* _YOUR INSTRUCTIONS_: Look for the word "CodeRefinement" in the entries and copy every line where it shows up.

(Saved data entries)
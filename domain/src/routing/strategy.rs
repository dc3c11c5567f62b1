//! Strategy identifiers and the dispatch table

use super::category::Category;
use serde::{Deserialize, Serialize};

/// The prompting strategies the router can dispatch to
#[derive(Debug, Clone, Copy, PartialEq, Eq, Hash, Serialize, Deserialize)]
#[serde(rename_all = "kebab-case")]
pub enum StrategyKind {
    /// Single call ending in a `Final Answer:` marker
    ChainOfThought,
    /// Answer, then critique/refine rounds
    SelfRefinement,
    /// Majority vote over sampled `Final Answer:` candidates
    SelfConsistency,
    /// Majority vote over sampled `\boxed{` candidates
    FutureConsistency,
    /// Thought → action → observation → answer
    ThinkActObserve,
    /// Parenthesised action plan
    PlanGeneration,
    /// Step-structured math solving with answer extraction
    Math,
    /// Code generation with reviewer/patcher rounds
    CodeRefinement,
}

impl StrategyKind {
    pub const ALL: [StrategyKind; 8] = [
        StrategyKind::ChainOfThought,
        StrategyKind::SelfRefinement,
        StrategyKind::SelfConsistency,
        StrategyKind::FutureConsistency,
        StrategyKind::ThinkActObserve,
        StrategyKind::PlanGeneration,
        StrategyKind::Math,
        StrategyKind::CodeRefinement,
    ];

    /// Dispatch table: which strategy answers a category
    pub fn for_category(category: &Category) -> Self {
        match category {
            Category::Math => StrategyKind::Math,
            Category::Commonsense => StrategyKind::ThinkActObserve,
            Category::FuturePrediction => StrategyKind::FutureConsistency,
            Category::Planning => StrategyKind::PlanGeneration,
            Category::Coding => StrategyKind::CodeRefinement,
            Category::Unrecognized(_) => StrategyKind::ChainOfThought,
        }
    }

    pub fn as_str(&self) -> &'static str {
        match self {
            StrategyKind::ChainOfThought => "chain-of-thought",
            StrategyKind::SelfRefinement => "self-refinement",
            StrategyKind::SelfConsistency => "self-consistency",
            StrategyKind::FutureConsistency => "future-consistency",
            StrategyKind::ThinkActObserve => "think-act-observe",
            StrategyKind::PlanGeneration => "plan-generation",
            StrategyKind::Math => "math",
            StrategyKind::CodeRefinement => "code-refinement",
        }
    }
}

impl std::fmt::Display for StrategyKind {
    fn fmt(&self, f: &mut std::fmt::Formatter<'_>) -> std::fmt::Result {
        write!(f, "{}", self.as_str())
    }
}

impl std::str::FromStr for StrategyKind {
    type Err = String;

    fn from_str(s: &str) -> Result<Self, Self::Err> {
        let normalized = s.trim().to_lowercase().replace('_', "-");
        StrategyKind::ALL
            .into_iter()
            .find(|kind| kind.as_str() == normalized)
            .ok_or_else(|| {
                format!(
                    "unknown strategy '{}' (expected one of: {})",
                    s,
                    StrategyKind::ALL.map(|k| k.as_str()).join(", ")
                )
            })
    }
}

* _EXERCISE SOLUTION_:
    CodeRefinement,
        StrategyKind::CodeRefinement,
            Category::Coding => StrategyKind::CodeRefinement,
            StrategyKind::CodeRefinement => "code-refinement",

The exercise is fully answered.